Design/methodology/approach
A pilot uncontrolled, cross-sectional, single-centred study was conducted at the outpatient pharmacy of a tertiary acute care hospital. Under ERS, prescriptions were dispensed without clinical review and counselling for patients refilling prescription medications. Efficiency was assessed by comparing processing times of ERS prescriptions with regular prescriptions. Safety was assessed by independent review of prescriptions by two pharmacists. Patient acceptance was assessed by a survey.
Findings
ERS reduced processing time of prescriptions by more than 30 per cent compared to the regular fill process. ERS was generally safe for patients, with drug-related problems identified in only one prescription which may have warranted closer monitoring. It was accepted by patients who opted for the service, as 91.4 per cent agreed or strongly agreed that they were satisfied with the service.

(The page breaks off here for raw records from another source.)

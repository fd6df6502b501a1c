//! Wire format of the node protocol.
//!
//! A package is a fixed 32-byte `Header` followed by `header.size` payload
//! bytes. The header carries a crc32c integrity code over the payload and the
//! command id, so a receiver detects both corruption and a dishonest `size`.
//! `StreamReassembler` rebuilds packages from an arbitrarily split byte
//! stream.

pub use command::Command;
pub use header::{
    legacy_hash, recompute_hash, Header, HeaderFault, HEADER_SIZE, HEADER_VERSION,
    MAXIMUM_PACKAGE_SIZE,
};
pub use message::{
    BadRequest, CloseConnection, ErrorCode, Message, Ping, Pong, VersionAck, VersionInfo,
    PROTOCOL_VERSION,
};
pub use package::Package;
pub use reassembler::{FrameError, StreamReassembler};

mod command;
mod header;
mod message;
mod package;
mod reassembler;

Research limitations/implications
The study was conducted on a small convenience sample of patients in a single centre, with no control group.
Practical implications
Results showed that ERS was efficient, safe and well-accepted for select patients refilling their prescriptions. This leads to shorter waiting times and greater patient satisfaction.
Originality/value
This is the first published study that has explored the feasibility of an express prescription refill service. Despite some limitations, this study showed that omitting prospective clinical review and patient counselling for a defined population segment is safe, and can reduce processing time and improve patient satisfaction.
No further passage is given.